F. Kesalahan-kesalahan di bulan Syawwal
Diantara kesalahan dan bid’ah di bulan syawwal adalah :
1. Berpuasa di hari pertama bulan syawwal.
Puasa di hari tersebut hukumnya haram, maka puasanya tertolak. Karena hari itu adalah hari ‘iedul fithri, hari makan dan minum yang diharamkan berpuasa.
2. Menjadikan hari kedelapan sebagai hari raya syawwal dengan nama ‘iedul abrar. Berkata Syaikhul Islam Ibnu Taimiyyah :
وَأَمَّا ثَامِنُ شَوَّال فَلَيسَ عِيدًا لَا لِلأَبْرارِ وَلَا لِلفُجَّار، وَلَا يَجُوزُ لِأحَدٍ أَن يَعتَقِدَه عِيدًا، وَلَا يُحدِثُ فِيهِ شَيئًا مِن شَعَائِر الأَعيَادِ
“Adapun hari kedelapan dari bulan syawwal maka bukanlah hari raya, bukan hari rayanya orang-orang baik, bukan juga untuk orang jahat, tidak boleh siapapun meyakininya sebagai hari raya, juga tidak boleh mengada-ada sesuatu apapun dari syiar-syiar hari raya”. (Al Fatawa Al Kubra, 5/379).
Termasuk kesalahan sebagian orang adalah merayakan hari raya ketupat, jika ini dinisbatkan kepada agama maka hukumnya bid’ah.
3. Meyakini bahwa puasa syawwal hukumnya wajib.
Ini tidak ada dalilnya, karena puasa syawwal hukumnya sunnah sebagaiman kita jelaskan diatas.
4. Meyakini bahwa puasa syawwal harus berurutan.
Hal ini juga tidak ada dalilnya, bahkan para ulama mengatakan tidak disyaratkan harus berurutan dalam puasa enam hari syawwal.
5. Merasa sial dengan bulan syawwal.
Sehingga sebagian orang tidak mau menikah di bulan syawwal, tetapi keyakinan jahiliyyah ini telah dibantah oleh Nabi shallallahu alaihi wasallam dengan menikahi Aisyah radiyaAllah anha di bulan syawwal.
Semoga bermanfaat dan Semoga Allah menerima ibadah puasa ramadhan dan puasa syawwal kita.
WaAllahu A’lam.
Bahan Bacaan :
1. Shahih Fiqhus Sunnah, Syaikh Abu Malik Kamal, cet.
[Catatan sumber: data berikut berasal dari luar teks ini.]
//! `folio build` command implementation.

use std::fs;
use std::path::{Path, PathBuf};

use clap::Args;
use folio_config::CliSettings;
use folio_site::{CompileError, Route, Site};

use super::{SiteArgs, build_site, report_diagnostics};
use crate::error::CliError;
use crate::output::Output;

/// Arguments for the build command.
#[derive(Args)]
pub(crate) struct BuildArgs {
    #[command(flatten)]
    site: SiteArgs,

    /// Output directory (default: .folio/build/).
    #[arg(short, long)]
    output_dir: Option<PathBuf>,
}

/// Pages written by a build, and those rendered as error panels.
#[derive(Debug, Default)]
struct BuildSummary {
    pages: usize,
    failed: Vec<(Route, CompileError)>,
}

impl BuildArgs {
    pub(crate) fn execute(self, output: &Output) -> Result<(), CliError> {
        let config = self.site.load_config(CliSettings {
            output_dir: self.output_dir.clone(),
            ..CliSettings::default()
        })?;
        let output_dir = &config.build_resolved.output_dir;

        output.info(&format!(
            "Source: {}",
            config.content_resolved.source_dir.display()
        ));
        output.info(&format!("Output: {}", output_dir.display()));

        let site = build_site(&config)?;
        report_diagnostics(output, site.diagnostics());

        let summary = write_site(&site, output_dir)?;
        for (route, error) in &summary.failed {
            output.warning(&format!("warning: {}: {error}", route.path()));
        }

        output.success(&format!(
            "Built {} pages to {} ({} skipped files, {} compile errors)",
            summary.pages,
            output_dir.display(),
            site.diagnostics().len(),
            summary.failed.len()
        ));
        Ok(())
    }
}

/// Write one HTML fragment per route plus `navigation.json` and `routes.json`.
fn write_site(site: &Site, output_dir: &Path) -> Result<BuildSummary, CliError> {
    fs::create_dir_all(output_dir)?;
    let mut summary = BuildSummary::default();

    let routes = site.routes();
    for route in &routes {
        let page = site.render(&route.section, &route.slug)?;
        let page_dir = output_dir.join(&route.section).join(&route.slug);
        fs::create_dir_all(&page_dir)?;
        fs::write(page_dir.join("index.html"), &page.html)?;
        summary.pages += 1;
        if let Some(error) = page.error {
            summary.failed.push((route.clone(), error));
        }
    }

    fs::write(
        output_dir.join("navigation.json"),
        serde_json::to_string_pretty(&site.navigation())?,
    )?;
    fs::write(
        output_dir.join("routes.json"),
        serde_json::to_string_pretty(&routes)?,
    )?;

    tracing::info!(
        pages = summary.pages,
        failed = summary.failed.len(),
        output = %output_dir.display(),
        "Static build written"
    );
    Ok(summary)
}

#[cfg(test)]
mod tests {
    use folio_site::SiteConfig;
    use pretty_assertions::assert_eq;

    use super::*;
    use crate::commands::test_support::write_content;

    #[test]
    fn test_write_site() {
        let dir = tempfile::tempdir().unwrap();
        let content = dir.path().join("content");
        write_content(&content);
        let site = Site::build(content, &SiteConfig::default()).unwrap();
        let out = dir.path().join("out");

        let summary = write_site(&site, &out).unwrap();

        assert_eq!(summary.pages, 3);
        assert_eq!(summary.failed.len(), 1);
        assert_eq!(summary.failed[0].0.path(), "/guides/react/bad");

        let overview = fs::read_to_string(out.join("intro/overview/index.html")).unwrap();
        assert!(overview.contains(r#"<h1 id="overview">Overview</h1>"#));
        let bad = fs::read_to_string(out.join("guides/react/bad/index.html")).unwrap();
        assert!(bad.contains("compile-error"));

        let routes: serde_json::Value =
            serde_json::from_str(&fs::read_to_string(out.join("routes.json")).unwrap()).unwrap();
        assert_eq!(
            routes,
            serde_json::json!([
                {"section": "guides/react", "slug": "bad"},
                {"section": "guides/react", "slug": "hooks"},
                {"section": "intro", "slug": "overview"},
            ])
        );
        assert!(out.join("navigation.json").is_file());
    }

    #[test]
    fn test_execute_with_cli_overrides() {
        let dir = tempfile::tempdir().unwrap();
        let content = dir.path().join("content");
        write_content(&content);
        let out = dir.path().join("dist");

        let args = BuildArgs {
            site: SiteArgs {
                source_dir: Some(content),
                include_unpublished: false,
                config: None,
            },
            output_dir: Some(out.clone()),
        };
        args.execute(&Output::new()).unwrap();

        assert!(out.join("guides/react/hooks/index.html").is_file());
    }
}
Pertama, Al Maktabah At Taufiqiyah Cairo.
2. Ahkam Shiyam Sittah min Syawwal, Syaikh DR. Sami bin Muhammad As Shuqair.
3. At Tarjih Fi Masaail As Shaum wa Az Zakah, Syaikh DR. Muhammad Umar Bazmul, cet. Pertama 1426 H, dar Ibnu Affan Cairo.
4. Fatawa As Shiyam, cet. Pertama 1428 H, Madar Al Wathan Riyadh.